I have a bunch of ideas to speed up spin and mutex locks somewhat. For
this I need benchmarks to test different modifications.
While the micro-benchmark from rwatson@ is a good way to quickly test
modifications to weed out unlikely candidates - jhb@ tests have shown
that micro and macro-benchmarks do not always show the same result.
Running benchmarks and booting takes a lot of time. Since this is NOT
one my favorite tasks I want to run generally accepted benchmarks so I
can test (boot) each modification exactly once for each test machine.
If you think I should run certain benchmarks with certain parameters
please tell me BEFORE I start testing!
I like to use netblast from src/tools/tools/netrate/netblast. It attempts
to send packets as quickly as possible on a network interface, which is a
CPU-intensive operation that is very sensitive to the cost of
synchronization. On an SMP system, it also generates a moderate ithread
load as the gig-e interface transmits, and that ithread will often contend
on the network interface driver lock with the running netblast thread.
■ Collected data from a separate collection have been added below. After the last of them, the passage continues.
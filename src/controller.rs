// SPDX-License-Identifier: Apache-2.0
// Copyright (c) 2025 Au-Zone Technologies. All Rights Reserved.

//! Lifecycle controller for one capture-to-overlay relay.

use crate::{
    capture::{CaptureDriver, CaptureParams, CaptureSession},
    display::{OverlayDriver, OverlaySession},
    error::{Error, Result},
    geometry::{check_show_rect, clamp, Rect, ScreenInfo},
    relay::{relay_loop, Gate, RelayStats},
};
use std::{
    sync::Arc,
    thread::{self, JoinHandle},
    time::Duration,
};
use tracing::{debug, error, info, warn};

/// Number of analog inputs served by the capture device.
pub const CHANNELS: u32 = 2;

/// What to show and where, supplied with a start request.
#[derive(Copy, Clone, Debug, PartialEq, Eq)]
pub struct ChannelConfig {
    pub channel: u32,
    /// Destination window on the screen
    pub show: Rect,
    /// Source window within the captured frame
    pub crop: Rect,
}

/// Lifecycle of the relay as seen by the controller.
#[derive(Copy, Clone, Debug, PartialEq, Eq)]
pub enum SessionState {
    Uninitialized,
    Starting,
    Running,
    Paused,
    Stopping,
    Stopped,
}

impl SessionState {
    pub fn as_str(&self) -> &'static str {
        match self {
            SessionState::Uninitialized => "uninitialized",
            SessionState::Starting => "starting",
            SessionState::Running => "running",
            SessionState::Paused => "paused",
            SessionState::Stopping => "stopping",
            SessionState::Stopped => "stopped",
        }
    }
}

/// Tuning shared by every session the controller starts.
#[derive(Clone, Debug, PartialEq, Eq)]
pub struct RelayOptions {
    pub capture: CaptureParams,
    /// Longest dequeue wait before the worker rechecks cancellation
    pub poll_timeout: Duration,
}

impl Default for RelayOptions {
    fn default() -> Self {
        Self {
            capture: CaptureParams::default(),
            poll_timeout: Duration::from_millis(100),
        }
    }
}

/// Source of the devices a relay runs on.
pub trait Platform {
    type Capture: CaptureDriver + 'static;
    type Overlay: OverlayDriver + 'static;

    /// Reads the active screen geometry.
    fn read_screen(&self) -> Result<ScreenInfo>;

    fn open_capture(&self) -> Result<Self::Capture>;

    fn open_overlay(&self) -> Result<Self::Overlay>;
}

struct Sessions<C: CaptureDriver, O: OverlayDriver> {
    capture: CaptureSession<C>,
    overlay: OverlaySession<O>,
}

struct Worker {
    gate: Arc<Gate>,
    handle: JoinHandle<Result<RelayStats>>,
}

/// Handle to one relay pipeline.
///
/// Owns the sessions (through its worker) and the lifecycle state, so
/// independent pipelines can coexist. All operations are called from a single
/// controller thread; the relay itself runs on one worker thread per start.
pub struct Relay<P: Platform> {
    platform: P,
    options: RelayOptions,
    screen: ScreenInfo,
    state: SessionState,
    config: Option<ChannelConfig>,
    worker: Option<Worker>,
}

impl<P: Platform> Relay<P> {
    /// Reads the screen geometry used to validate show rectangles.
    pub fn init(platform: P, options: RelayOptions) -> Result<Self> {
        let screen = platform.read_screen()?;
        info!(%screen, "relay initialized");
        Ok(Self {
            platform,
            options,
            screen,
            state: SessionState::Uninitialized,
            config: None,
            worker: None,
        })
    }

    /// Current lifecycle state. A worker that has already exited reports
    /// [`SessionState::Stopped`] even before it is reaped.
    pub fn state(&self) -> SessionState {
        match &self.worker {
            Some(worker) if worker.handle.is_finished() => SessionState::Stopped,
            _ => self.state,
        }
    }

    pub fn screen(&self) -> &ScreenInfo {
        &self.screen
    }

    pub fn options(&self) -> &RelayOptions {
        &self.options
    }

    /// Configuration of the current or last started session.
    pub fn config(&self) -> Option<&ChannelConfig> {
        self.config.as_ref()
    }

    pub fn platform(&self) -> &P {
        &self.platform
    }

    /// Opens both sessions and starts relaying `config.channel`.
    ///
    /// A running relay is stopped first. The request is validated before
    /// anything is touched; if opening fails part way, whatever was opened is
    /// closed again and the state returns to [`SessionState::Uninitialized`].
    pub fn start(&mut self, config: ChannelConfig) -> Result<()> {
        self.reap_and_log();

        if config.channel >= CHANNELS {
            return Err(Error::InvalidChannel {
                channel: config.channel,
                available: CHANNELS,
            });
        }
        check_show_rect(config.show, &self.screen)?;

        if self.worker.is_some() {
            info!("restarting relay");
            if let Err(e) = self.stop() {
                warn!("previous relay ended with: {e}");
            }
        }

        self.state = SessionState::Starting;
        let sessions = match self.open_sessions(&config) {
            Ok(sessions) => sessions,
            Err(e) => {
                self.state = SessionState::Uninitialized;
                return Err(e);
            }
        };

        let gate = Arc::new(Gate::new());
        let worker_gate = gate.clone();
        let poll = self.options.poll_timeout;
        let handle = thread::Builder::new()
            .name(format!("relay-ch{}", config.channel))
            .spawn(move || run_worker(sessions, &worker_gate, poll));
        let handle = match handle {
            Ok(handle) => handle,
            Err(source) => {
                self.state = SessionState::Uninitialized;
                return Err(Error::StreamIo {
                    op: "spawn relay worker",
                    source,
                });
            }
        };

        self.worker = Some(Worker { gate, handle });
        self.config = Some(config);
        self.state = SessionState::Running;
        info!(
            channel = config.channel,
            show = %config.show,
            crop = %config.crop,
            "relay running"
        );
        Ok(())
    }

    fn open_sessions(
        &self,
        config: &ChannelConfig,
    ) -> Result<Sessions<P::Capture, P::Overlay>> {
        // overlay configuration needs the negotiated capture layout
        let driver = self.platform.open_capture()?;
        let capture = CaptureSession::open(driver, config.channel, &self.options.capture)?;

        let layout = *capture.layout();
        let crop = clamp(config.crop, Rect::sized(layout.width, layout.height))?;

        let driver = self.platform.open_overlay()?;
        let mut overlay = OverlaySession::open(driver, self.screen, layout, crop, config.show)?;
        overlay.start()?;

        Ok(Sessions { capture, overlay })
    }

    /// Holds the relay before its next frame.
    pub fn pause(&mut self) {
        self.reap_and_log();
        match (&self.worker, self.state) {
            (Some(worker), SessionState::Running) => {
                worker.gate.pause();
                self.state = SessionState::Paused;
                debug!("relay paused");
            }
            (_, state) => debug!(?state, "pause ignored"),
        }
    }

    /// Releases a paused relay.
    pub fn run(&mut self) {
        self.reap_and_log();
        match (&self.worker, self.state) {
            (Some(worker), SessionState::Paused) => {
                worker.gate.resume();
                self.state = SessionState::Running;
                debug!("relay resumed");
            }
            (_, state) => debug!(?state, "run ignored"),
        }
    }

    /// Cancels the worker, waits for it to exit and closes both sessions.
    ///
    /// Returns the outcome of the relay, or `None` when nothing was running.
    pub fn stop(&mut self) -> Result<Option<RelayStats>> {
        let Some(worker) = self.worker.take() else {
            return Ok(None);
        };
        self.state = SessionState::Stopping;
        worker.gate.cancel();
        self.teardown(worker).map(Some)
    }

    /// Tears down a worker that ended on its own.
    ///
    /// Returns the outcome when the relay stopped since the last call.
    pub fn reap(&mut self) -> Option<Result<RelayStats>> {
        if !self.worker.as_ref()?.handle.is_finished() {
            return None;
        }
        let worker = self.worker.take()?;
        self.state = SessionState::Stopping;
        Some(self.teardown(worker))
    }

    fn reap_and_log(&mut self) {
        if let Some(Err(e)) = self.reap() {
            warn!("relay had stopped: {e}");
        }
    }

    fn teardown(&mut self, worker: Worker) -> Result<RelayStats> {
        // the worker closes both sessions before it exits
        let exit = worker.handle.join();
        self.state = SessionState::Stopped;

        let result = exit.map_err(|_| Error::WorkerPanicked)?;
        match &result {
            Ok(stats) => info!(frames = stats.frames, "relay stopped"),
            Err(e) => error!("relay stopped: {e}"),
        }
        result
    }
}

impl<P: Platform> Drop for Relay<P> {
    fn drop(&mut self) {
        if let Err(e) = self.stop() {
            warn!("{e}");
        }
    }
}

/// Runs the relay on the worker thread, then stops streaming and closes the
/// overlay before the capture device so the sessions never outlive the loop.
fn run_worker<C: CaptureDriver, O: OverlayDriver>(
    sessions: Sessions<C, O>,
    gate: &Gate,
    poll: Duration,
) -> Result<RelayStats> {
    let Sessions {
        mut capture,
        mut overlay,
    } = sessions;

    let result = capture
        .start_streaming()
        .and_then(|()| relay_loop(&mut capture, &mut overlay, gate, poll));

    if let Err(e) = capture.stop_streaming() {
        warn!(device = %capture.name(), "{e}");
    }
    overlay.close();
    capture.close();
    result
}
// SPDX-License-Identifier: Apache-2.0
// Copyright (c) 2025 Au-Zone Technologies. All Rights Reserved.

//! # EdgeFirst Relay Library
//!
//! This library relays live frames from a V4L2 capture device into a
//! hardware display overlay without copying them. Captured buffers are shown
//! in place: each frame is dequeued from the capture driver, the overlay
//! layer is pointed at it and the buffer is handed straight back.
//!
//! ## Features
//!
//! - **Zero-Copy Relay**: The overlay scans out the capture driver's own
//!   mmap buffers; no pixel data passes through the CPU.
//! - **Buffer Ownership Tracking**: Every pool buffer is owned by either the
//!   driver or the relay, never both, including on error paths.
//! - **Lifecycle Control**: Start, pause, resume and stop a relay from a
//!   controller thread while one worker thread performs all device I/O.
//! - **Geometry Validation**: Crop windows are clamped to the capture frame,
//!   show windows are checked against the screen before any device opens.
//! - **Control Protocol**: Decoder for the monitor server command format.
//!
//! ## Example
//!
//! ```no_run
//! use edgefirst_relay::{
//!     controller::{ChannelConfig, Relay, RelayOptions},
//!     geometry::Rect,
//!     sunxi::{DeviceConfig, Sunxi},
//! };
//!
//! # fn main() -> Result<(), Box<dyn std::error::Error>> {
//! let platform = Sunxi::new(DeviceConfig::default());
//! let mut relay = Relay::init(platform, RelayOptions::default())?;
//!
//! relay.start(ChannelConfig {
//!     channel: 0,
//!     show: Rect::new(0, 0, 720, 576),
//!     crop: Rect::new(0, 0, 720, 576),
//! })?;
//! relay.pause();
//! relay.run();
//! relay.stop()?;
//! # Ok(())
//! # }
//! ```
//!
//! ## Platform Requirements
//!
//! - **Linux**: V4L2 capture driver with mmap streaming
//! - **Display**: Allwinner A10/A20 display controller (`/dev/disp`) for
//!   the bundled [`sunxi`] drivers; other controllers plug in through the
//!   [`display::OverlayDriver`] trait
//!
//! ## Safety
//!
//! This library uses `unsafe` code for ioctl calls and buffer mappings. All
//! unsafe operations are isolated to the [`sys`], [`sunxi`] and [`buffer`]
//! modules and wrapped with safe APIs.

pub mod buffer;
pub mod capture;
pub mod control;
pub mod controller;
pub mod display;
pub mod error;
pub mod format;
pub mod geometry;
pub mod relay;
pub mod sunxi;
pub mod sys;

pub use error::{Error, Result};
As
such, it changes that affect the cost and handling of contention are also
visible in this benchmark. With the synchronization micro-benchmark, I
see spin locks on SMP being faster with the atomic release removed, but in
the netblast test, I see those spinlocks as slower on SMP, since they
behave less well under contention.
(The above with 64-bit if_em cards on a dual-Xeon). Note that you'll want
to make sure netreceive is running on a second box, or that you're sending
to the broadcast address, or the icmp errors will substantially quench
your send ability due to the asynchronouse report of the port closed.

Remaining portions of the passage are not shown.